In these times, there’s a never-ending search for the best weight-loss diet. Ideally, we want a quick fix that will lead to significant weight loss in a short period of time.
Unfortunately, after short, drastic regimes, people tend to regain the lost weight fast.
Weight-loss plans that are considered most successful are the ones that control calories, include all the necessary macronutrients and don’t exclude any food groups. But how good are they really? Let’s look at the most recent research in terms of long-term success.
An energy balance
Weight gain is a result of an imbalance of energy: too much food (energy) consumed, compared to the amount of energy used (expended). The excess energy is converted into fat and stored in the body.
Although this sounds simple, the factors that influence energy intake and expenditure are varied and complex. It involves numerous biological, genetic, environmental, behavioural and psychological factors.
Restricting your calories
An initial calorie deficit can certainly lead to successful weight loss. This means that you need to be taking in less energy than you are expending. The good news is that according to research, even modest weight loss (5–10% of bodyweight) can result in significant health benefits, reducing your risk of developing cardiovascular disease, cancer, type 2 diabetes, high blood pressure and inflammatory conditions.
There are various versions of calorie restriction: moderate (1300–1500kCal per day), low (900–1200kCal per day) and very low (<900kCal/day).
Choosing one depends on individual goals. If you are someone who usually consumes 3 000kCal per day, a daily energy prescription of 100kCal would be rather difficult to achieve (and certainly too challenging to keep up).
The problem with only focusing on calorie restriction is the long-term sustainability (>6 to 12 months). Avoiding regaining lost weight can be challenging.
The reason is that if we do not change our habits and long-term behaviour when it comes to food, we can easily fall back into the habits that caused the weight gain in the first place.
As we lose weight, our bodies need fewer calories to sustain our lower weight. And, in some cases, dysregulation of appetite can be a problem. A study noted that for every kilogram lost, there was an increase in appetite of about 400 kilojoules (100kCal) per day – which of course makes sustaining weight loss more challenging. The body has compensatory mechanisms that start to increase appetite and reduce the satiety (fullness) effect, which can lead to overeating.
A better method
It appears that the most effective weight loss plan (that also focuses on improving health outcomes) aims to focus not only on the quantity of food consumed (calorie control) but on the quality of the macronutrients, such as carbohydrates, fats and proteins.
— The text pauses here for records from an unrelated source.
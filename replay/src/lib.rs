//! Replay helpers shared by the CLI bins: build chart payloads, flatten
//! detections for CSV and audit a candle file against the swing invariants.

pub mod audit;
pub mod payload;

pub use audit::{audit_swings, AuditReport};
pub use payload::{build_payload, write_detections_csv, DetectionRow, ExportPayload};

use swingline::{Candle, DataError, DetectionMode};

/// Optional positional mode argument; absent or `-` means "use the default".
pub fn parse_mode_arg(raw: Option<&str>) -> Result<Option<DetectionMode>, DataError> {
    match raw.map(str::trim) {
        None | Some("") | Some("-") => Ok(None),
        Some(value) => DetectionMode::parse(value).map(Some),
    }
}

pub fn take_rows(mut candles: Vec<Candle>, max_rows: Option<usize>) -> Vec<Candle> {
    if let Some(max_rows) = max_rows {
        candles.truncate(max_rows);
    }
    candles
}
There is a strong body of evidence that shows that besides changing your behaviour and habits around food, you need to engage in physical activity to sustain weight loss in the long term.
A registered dietitian can support you by helping you develop the systems and skills needed to change your habits. They can also calculate an individualised eating plan, taking your unique lifestyle, food preferences and nutrient requirements into consideration. They can develop a plan that is affordable, accessible, culturally acceptable, and enjoyable (so that you don’t feel too restricted).
To conclude, calorie counting or calorie restriction is an essential part of a successful weight loss programme. However, we need to reach beyond that to sustain weight loss in the long term. Following an individualised, nutritionally-balanced eating plan that tastes good, addressing bad habits and getting moving will all ultimately form part of the new lifestyle you need to develop to sustain weight loss.